En Amérique du Nord, c'est le problème inverse: les températures élevées de fin août ont menacé de gâcher l'automne, pourtant vénéré aux États-Unis. «Cette saison ressemble de plus en plus à une extension de l'été», analyse Jennifer Marlon, climatologue à l'université Yale, auprès de CNN. Or, cela n'empêche pas la saveur pumpkin spice d'envahir le pays et des centaines d'instagrammeurs de remplir leur salon de courges décoratives, peu importe la météo.
Modifier nos rituels saisonniers
«On peut, de plus en plus, s'autoriser à prendre du recul sur un environnement très changeant pour distinguer nos habitudes préférées de la saison, acquiesce Sarah Bezençon. Par exemple, s'il fait froid en septembre et que cela nous donne envie de manger du pain d’épices avant l'heure, rien ne devrait nous en empêcher!»
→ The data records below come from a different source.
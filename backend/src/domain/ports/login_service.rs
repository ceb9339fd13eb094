//! Driving port for authentication.
//!
//! Inbound adapters call this port to exchange credentials for an
//! [`AccountId`] without knowing which identity provider sits behind it.

use async_trait::async_trait;
use uuid::{Uuid, uuid};

use crate::domain::{AccountId, Error, LoginCredentials};

/// Account issued to the `admin` demo login.
pub const DEMO_ADMIN_ACCOUNT: Uuid = uuid!("123e4567-e89b-12d3-a456-426614174000");
/// Account issued to the `ranger` demo login.
pub const DEMO_RANGER_ACCOUNT: Uuid = uuid!("6f1c2a9e-3b7d-4e58-9a0c-51d2e8f4b7a3");

/// Domain use-case port for authentication.
#[cfg_attr(test, mockall::automock)]
#[async_trait]
pub trait LoginService: Send + Sync {
    /// Validate credentials and return the authenticated account.
    async fn authenticate(&self, credentials: &LoginCredentials) -> Result<AccountId, Error>;
}

/// In-process authenticator with two demo accounts.
///
/// `admin` / `password` and `ranger` / `trailhead` succeed with fixed account
/// ids; anything else is rejected.
#[derive(Debug, Default, Clone, Copy)]
pub struct FixtureLoginService;

#[async_trait]
impl LoginService for FixtureLoginService {
    async fn authenticate(&self, credentials: &LoginCredentials) -> Result<AccountId, Error> {
        match (credentials.username(), credentials.password()) {
            ("admin", "password") => Ok(AccountId::from_uuid(DEMO_ADMIN_ACCOUNT)),
            ("ranger", "trailhead") => Ok(AccountId::from_uuid(DEMO_RANGER_ACCOUNT)),
            _ => Err(Error::unauthorized("invalid credentials")),
        }
    }
}

#[cfg(test)]
mod tests {
    use super::*;
    use crate::domain::ErrorCode;
    use rstest::rstest;

    #[rstest]
    #[case("admin", "password", Some(DEMO_ADMIN_ACCOUNT))]
    #[case("ranger", "trailhead", Some(DEMO_RANGER_ACCOUNT))]
    #[case("admin", "trailhead", None)]
    #[case("someone", "password", None)]
    #[tokio::test]
    async fn fixture_accepts_only_demo_accounts(
        #[case] username: &str,
        #[case] password: &str,
        #[case] expected: Option<Uuid>,
    ) {
        let creds =
            LoginCredentials::try_from_parts(username, password).expect("credentials shape");
        let result = FixtureLoginService.authenticate(&creds).await;
        match (expected, result) {
            (Some(uuid), Ok(id)) => assert_eq!(id.as_uuid(), &uuid),
            (None, Err(err)) => assert_eq!(err.code(), ErrorCode::Unauthorized),
            (expected, result) => panic!("expected {expected:?}, got {result:?}"),
        }
    }
}
//! Authentication identities and login credentials.
//!
//! An [`AccountId`] is the identity handed out by the login collaborator. It is
//! distinct from the application profile ([`crate::domain::UserId`]) which is
//! only created once the account registers.

use std::fmt;

use serde::{Deserialize, Serialize};
use uuid::Uuid;
use zeroize::Zeroizing;

/// Validation failures for account identifiers.
#[derive(Debug, Clone, PartialEq, Eq, thiserror::Error)]
pub enum AccountIdError {
    /// The value was blank.
    #[error("account id must not be empty")]
    Empty,
    /// The value was not a UUID.
    #[error("account id must be a valid UUID")]
    InvalidUuid,
}

/// Identity issued by the login collaborator.
///
/// # Examples
/// ```
/// use geocache::domain::AccountId;
///
/// let id = AccountId::new("123e4567-e89b-12d3-a456-426614174000").expect("uuid");
/// assert_eq!(id.to_string(), "123e4567-e89b-12d3-a456-426614174000");
/// ```
#[derive(Debug, Clone, Copy, PartialEq, Eq, Hash, PartialOrd, Ord, Serialize, Deserialize)]
#[serde(try_from = "String", into = "String")]
pub struct AccountId(Uuid);

impl AccountId {
    /// Parse an account id from its textual form.
    pub fn new(raw: impl AsRef<str>) -> Result<Self, AccountIdError> {
        let trimmed = raw.as_ref().trim();
        if trimmed.is_empty() {
            return Err(AccountIdError::Empty);
        }
        Uuid::parse_str(trimmed)
            .map(Self)
            .map_err(|_| AccountIdError::InvalidUuid)
    }

    /// Wrap an existing UUID.
    #[must_use]
    pub const fn from_uuid(uuid: Uuid) -> Self {
        Self(uuid)
    }

    /// Generate a random account id.
    #[must_use]
    pub fn random() -> Self {
        Self(Uuid::new_v4())
    }

    /// Access the inner UUID.
    #[must_use]
    pub fn as_uuid(&self) -> &Uuid {
        &self.0
    }
}

impl fmt::Display for AccountId {
    fn fmt(&self, f: &mut fmt::Formatter<'_>) -> fmt::Result {
        self.0.fmt(f)
    }
}

impl From<AccountId> for String {
    fn from(value: AccountId) -> Self {
        value.to_string()
    }
}

impl TryFrom<String> for AccountId {
    type Error = AccountIdError;

    fn try_from(value: String) -> Result<Self, Self::Error> {
        Self::new(value)
    }
}

/// Domain error returned when login payload values are invalid.
#[derive(Debug, Clone, PartialEq, Eq, thiserror::Error)]
pub enum LoginValidationError {
    /// Username was missing or blank once trimmed.
    #[error("username must not be empty")]
    EmptyUsername,
    /// Password was blank.
    #[error("password must not be empty")]
    EmptyPassword,
}

/// Validated login credentials.
///
/// The username is trimmed; the password is kept verbatim and wiped from
/// memory on drop.
#[derive(Debug, Clone, PartialEq, Eq)]
pub struct LoginCredentials {
    username: String,
    password: Zeroizing<String>,
}

impl LoginCredentials {
    /// Build credentials from raw request values.
    pub fn try_from_parts(username: &str, password: &str) -> Result<Self, LoginValidationError> {
        let username = username.trim();
        if username.is_empty() {
            return Err(LoginValidationError::EmptyUsername);
        }
        if password.is_empty() {
            return Err(LoginValidationError::EmptyPassword);
        }
        Ok(Self {
            username: username.to_owned(),
            password: Zeroizing::new(password.to_owned()),
        })
    }

    /// Normalised username.
    pub fn username(&self) -> &str {
        &self.username
    }

    /// Password exactly as supplied.
    pub fn password(&self) -> &str {
        &self.password
    }
}

#[cfg(test)]
mod tests {
    use super::*;
    use rstest::rstest;

    #[rstest]
    #[case("", AccountIdError::Empty)]
    #[case("   ", AccountIdError::Empty)]
    #[case("cache-hunter", AccountIdError::InvalidUuid)]
    fn rejects_malformed_account_ids(#[case] raw: &str, #[case] expected: AccountIdError) {
        assert_eq!(AccountId::new(raw), Err(expected));
    }

    #[rstest]
    fn account_id_serialises_as_string() {
        let id = AccountId::new("123e4567-e89b-12d3-a456-426614174000").expect("uuid");
        let json = serde_json::to_string(&id).expect("serialise");
        assert_eq!(json, "\"123e4567-e89b-12d3-a456-426614174000\"");
        let back: AccountId = serde_json::from_str(&json).expect("deserialise");
        assert_eq!(back, id);
    }

    #[rstest]
    #[case("", "pw", LoginValidationError::EmptyUsername)]
    #[case("  ", "pw", LoginValidationError::EmptyUsername)]
    #[case("ranger", "", LoginValidationError::EmptyPassword)]
    fn invalid_credentials_are_rejected(
        #[case] username: &str,
        #[case] password: &str,
        #[case] expected: LoginValidationError,
    ) {
        let err = LoginCredentials::try_from_parts(username, password)
            .expect_err("invalid inputs must fail");
        assert_eq!(err, expected);
    }

    #[rstest]
    fn username_is_trimmed_and_password_kept() {
        let creds = LoginCredentials::try_from_parts("  ranger ", " secret ").expect("valid");
        assert_eq!(creds.username(), "ranger");
        assert_eq!(creds.password(), " secret ");
    }
}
Cela relève toutefois la question des rituels, qui nous permettent de créer des repères stables, au fil de l'année. S'ils restent des points d'ancrage importants, selon les préférences et habitudes de chacun, la psychologue estime que ces rituels ne devraient pas devenir des pièges ou nous enfermer dans des règles trop strictes.
Pour terminer sur une ultime note positive, rappelons qu'on peut s'habituer aux actuelles variations de météo, en laissant faire le temps: «Ce qui est à la fois terrible et magnifique chez l’être humain, c’est que nous sommes des créatures d’habitudes, conclut notre experte. Nous sommes conçus pour nous adapter sans cesse et pour faire preuve de résilience.»